Reliance on such evidence cannot be discarded merely on presumption that the long gap between recording of the declaration and the actual death creates a possibility of the deceased being tutored, the apex court said, while upholding the conviction of a woman who burnt her daughter-in-law to death.
Accused Maniben and her elder son Girish Bhai had earlier been convicted by a sessions court in Gujarat for setting ablaze Kokilaben due to some domestic dispute.

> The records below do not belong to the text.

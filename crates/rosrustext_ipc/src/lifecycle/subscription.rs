use std::sync::Arc;

use rosrustext_ipc_core::error::Result;
use rosrustext_ipc_core::intra_process::{OwnedMessage, OwnershipEnvelope, SharedMessage};
use rosrustext_ipc_core::lifecycle::ManagedEntity;
use rosrustext_ipc_core::wait_set::{WaitSet, WaitSetParticipant};

use super::endpoint::{EndpointGate, TransportEndpoint};
use crate::intra_process::IntraProcessSubscription;
use crate::logging::LogSink;

/// Subscription that stops taking part in waits while deactivated.
///
/// Delivery is never gated: messages provided while inactive stay buffered
/// (subject to the buffer's history policy) and become visible on activation.
pub struct LifecycleSubscription<S> {
    inner: Arc<S>,
    gate: EndpointGate,
}

impl<S: TransportEndpoint> LifecycleSubscription<S> {
    pub fn new(inner: Arc<S>, sink: Arc<dyn LogSink>) -> Self {
        Self {
            inner,
            gate: EndpointGate::new(sink),
        }
    }

    pub fn topic_name(&self) -> &str {
        self.inner.name()
    }

    /// Access to the underlying subscription (escape hatch).
    pub fn inner(&self) -> &Arc<S> {
        &self.inner
    }
}

impl<M> LifecycleSubscription<IntraProcessSubscription<M>>
where
    M: Send + Sync + 'static,
{
    pub fn provide_intra_process_message(
        &self,
        message: impl Into<OwnershipEnvelope<M>>,
    ) -> Result<()> {
        self.inner.provide_intra_process_message(message)
    }

    pub fn use_take_shared_method(&self) -> bool {
        self.inner.use_take_shared_method()
    }

    pub fn consume(&self) -> Result<OwnershipEnvelope<M>> {
        self.inner.consume()
    }

    pub fn consume_shared(&self) -> Result<SharedMessage<M>> {
        self.inner.consume_shared()
    }

    pub fn take_shared(&self) -> Result<SharedMessage<M>> {
        self.inner.take_shared()
    }

    pub fn take_owned(&self) -> Result<OwnedMessage<M>> {
        self.inner.take_owned()
    }
}

impl<M> LifecycleSubscription<IntraProcessSubscription<M>>
where
    M: Clone + Send + Sync + 'static,
{
    pub fn consume_owned(&self) -> Result<OwnedMessage<M>> {
        self.inner.consume_owned()
    }
}

impl<S: TransportEndpoint> WaitSetParticipant for LifecycleSubscription<S> {
    fn add_to_wait_set(&self, wait_set: &mut WaitSet) -> bool {
        let name = self.inner.name();
        if !self.gate.admit(name, || {
            format!(
                "Trying to wait for the subscription '{name}', but the subscription is not activated"
            )
        }) {
            return true;
        }
        self.inner.add_to_wait_set(wait_set)
    }

    fn is_ready(&self, wait_set: &WaitSet) -> bool {
        self.gate.gate().is_active() && self.inner.is_ready(wait_set)
    }
}

impl<S: TransportEndpoint> ManagedEntity for LifecycleSubscription<S> {
    fn on_activate(&self) {
        self.gate.gate().activate();
    }

    fn on_deactivate(&self) {
        self.gate.gate().deactivate();
    }

    fn is_activated(&self) -> bool {
        self.gate.gate().is_active()
    }
}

Maniben carried out the crime with the help of her elder son Girish, when the deceased’s husband Dinesh Danabhai had gone to office. The deceased died 25 days after her dying declaration was recorded.
Tutored statement
The Gujarat High Court upheld the conviction following which Maniben appealed in the apex court. In her defence before the SC, Maniben took the plea that her daughter-in-law committed suicide and also claimed that the deceased’s dying declaration was tutored as Kokilaben died 25 days after the statement was recorded. The accused claimed the deceased was tutored by her husband to implicate his mother and brother. However, a bench of Justices S B Sinha and Markandeya Katju, which rejected the argument, said that there were no inconsistencies in the statement recorded by the hospital authorities and the dying declaration entered by the magistrate. “A son would not falsely implicate his mother,” the bench observed.